State v. Green

Decision Date22 October 1895
CourtNorth Carolina Supreme Court
PartiesSTATE v. GREEN.

Criminal Law—Withdrawing Case prom Jury.

It is only when no aspect of the evidence would reasonably warrant the jury in making the inference that defendant is guilty that the case should be withdrawn from the jury.

Appeal from superior court, Craven county; Bryan, Judge.

Burt Green was convicted of larceny, and appeals. Affirmed.

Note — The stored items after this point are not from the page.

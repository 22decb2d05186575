//! # quill-core: Pure Business Logic for Quill Invoicing
//!
//! This crate is the arithmetic heart of the invoicing client. Everything
//! here is a pure function over plain data: no network, no files, no clocks
//! (callers pass dates in).
//!
//! ## Architecture Position
//! ```text
//! ┌─────────────────────────────────────────────────────────────────────────┐
//! │                      Quill Invoicing Architecture                       │
//! │                                                                         │
//! │  ┌─────────────────────────────────────────────────────────────────┐   │
//! │  │               quill-client (Session + State)                    │   │
//! │  │    ClientsState ──► ProductsState ──► DraftState ──► Router     │   │
//! │  └──────────────┬──────────────────────────────────┬───────────────┘   │
//! │                 │                                  │                    │
//! │  ┌──────────────▼──────────────┐   ┌───────────────▼─────────────────┐ │
//! │  │   quill-http (REST calls)   │   │  ★ quill-core (THIS CRATE) ★    │ │
//! │  │   /api/clients ...          │──►│                                 │ │
//! │  └─────────────────────────────┘   │  money · types · totals         │ │
//! │                                    │  draft · validation · error     │ │
//! │                                    │                                 │ │
//! │                                    │  NO I/O • PURE FUNCTIONS        │ │
//! │                                    └─────────────────────────────────┘ │
//! └─────────────────────────────────────────────────────────────────────────┘
//! ```
//!
//! ## Modules
//!
//! - [`money`] - Minor-unit money type and GBP formatting helpers
//! - [`types`] - Domain types (Client, Product, InvoiceDraft, InvoiceLine)
//! - [`totals`] - Line totals and the invoice totals aggregator
//! - [`draft`] - Sort-order-preserving line editor for drafts
//! - [`validation`] - Client/product input rules mirrored from the backend
//! - [`error`] - Domain error types
//!
//! ## Example Usage
//!
//! ```rust
//! use quill_core::totals::line_total_minor;
//! use quill_core::types::PricingMode;
//!
//! // 1.5 hours at £60.00/hour
//! let total = line_total_minor(1.0, 6000, PricingMode::Hourly, Some(90));
//! assert_eq!(total, 9000);
//! ```

pub mod draft;
pub mod error;
pub mod money;
pub mod totals;
pub mod types;
pub mod validation;

// Re-exports so callers can write `quill_core::Money`
pub use error::{CoreError, CoreResult, ValidationError};
pub use money::Money;
pub use totals::{calculate_totals, line_total_minor, InvoiceTotals};
pub use types::*;

/// Basis points representing 100%.
///
/// VAT rates and percent discounts are both expressed against this scale:
/// 2000 bps = 20.00%.
pub const BPS_SCALE: i64 = 10_000;
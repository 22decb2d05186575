//! # State Module
//!
//! State containers for the invoicing client.
//!
//! ## Why Multiple State Types?
//! Each container owns one slice of state and one error field, so a failed
//! product load never hides a client error and vice versa.
//!
//! ```text
//! ┌─────────────────────────────────────────────────────────────────────────┐
//! │                    State Architecture                                   │
//! │                                                                         │
//! │  ┌─────────────────────────────────────────────────────────────────┐   │
//! │  │                         Session                                 │   │
//! │  │  owns one of each, built once at startup                        │   │
//! │  └─────────────────────────────────────────────────────────────────┘   │
//! │                              │                                          │
//! │     ┌───────────────┬────────┴───────┬──────────────┐                  │
//! │     ▼               ▼                ▼              ▼                   │
//! │  ┌──────────┐  ┌──────────────┐  ┌────────────┐  ┌─────────────┐       │
//! │  │ Clients  │◄─│  Products    │  │   Draft    │  │   Config    │       │
//! │  │ State    │  │  State       │  │   State    │  │   State     │       │
//! │  │          │  │              │  │            │  │             │       │
//! │  │ list +   │  │ selected     │  │ Option<    │  │ base URL    │       │
//! │  │ selection│  │ client's     │  │  Invoice   │  │ VAT, terms  │       │
//! │  │ (store)  │  │ products     │  │  Draft>    │  │ currency    │       │
//! │  └──────────┘  └──────────────┘  └────────────┘  └─────────────┘       │
//! │                                                                         │
//! │  THREAD SAFETY:                                                        │
//! │  • Clients/Products/Draft: std Mutex, never held across .await         │
//! │  • ProductsState reads the selection through Arc<ClientsState>         │
//! │  • ConfigState: Read-only after initialization                         │
//! └─────────────────────────────────────────────────────────────────────────┘
//! ```

mod clients;
mod config;
mod draft;
mod products;
mod selection;

pub use clients::{ClientsData, ClientsState};
pub use config::ConfigState;
pub use draft::DraftState;
pub use products::ProductsState;
pub use selection::{FileSelectionStore, MemorySelectionStore, SelectionError, SelectionStore};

J. W. Kirkman testified that on a Sunday in February, 1895, he missed a hog. It was taken Saturday night. Was a spotted hog, and would weigh about 40 pounds, if killed and cleaned. Fed his hogs in a pen in his field on Saturday night Saw some blood in Dixon's field. Saw more blood near the pen. There was blood on and at the pen where the hog had been killed. Together with one Cannon, they tracked blood down the road to a house occupied by the defendant and his mother. Defendant lived with his mother. "Defendant was called to the door, and both defendant and his mother came to the door. She said we could come in and search. Wesearched the woods until about 12 o'clock. Several neighbors came and searched. Back of the house occupied by defendant and his mother we found a tow sack hid in some bushes, containing the entrails of a freshly-killed hog. We took this to the house. The mother of defendant said that she knew nothing about it. Defendant was present-Search was then made in front of the house again, and we found concealed in a marshy place—a whortleberry pond—hog meat, freshly killed, badly cut up, and badly cleaned, hair on outside of meat. Could tell it was a spotted hog, and would weigh about 40 pounds. My hog was marked. The ears had been cut off this hog. We then left the meat where we found it, and just before night" William Kirkman and witness went back, and concealed themselves close to the meat After a while, in the night, they heard some one coming. It was the defendant. He went to the meat, and started to pick it up. Witness told him, "Hold on; don't run!" "He was then carried back to the house occupied by defendant and his mother. Told her we had found the meat. She said she was sorry for it, She then said, 'That is what boys get by being in bad company.' Defendant was present." The state rested, and defendant offered no testimony, but requested the court to charge the jury that the evidence was not sufficient to convict. The court declined, but submitted the case to the jury upon the whole evidence. There was no exception to the charge, except the refusal to charge the jury that the evidence was not sufficient to convict. Verdict of guilty; judgment; appeal by defendant.

L. J. Moore, for appellant

The Attorney General, for the State.

CLARK, J. The prosecutor lost a spotted hog, with marked ears, and weighing about 40 pounds, from his pen, on which blood was...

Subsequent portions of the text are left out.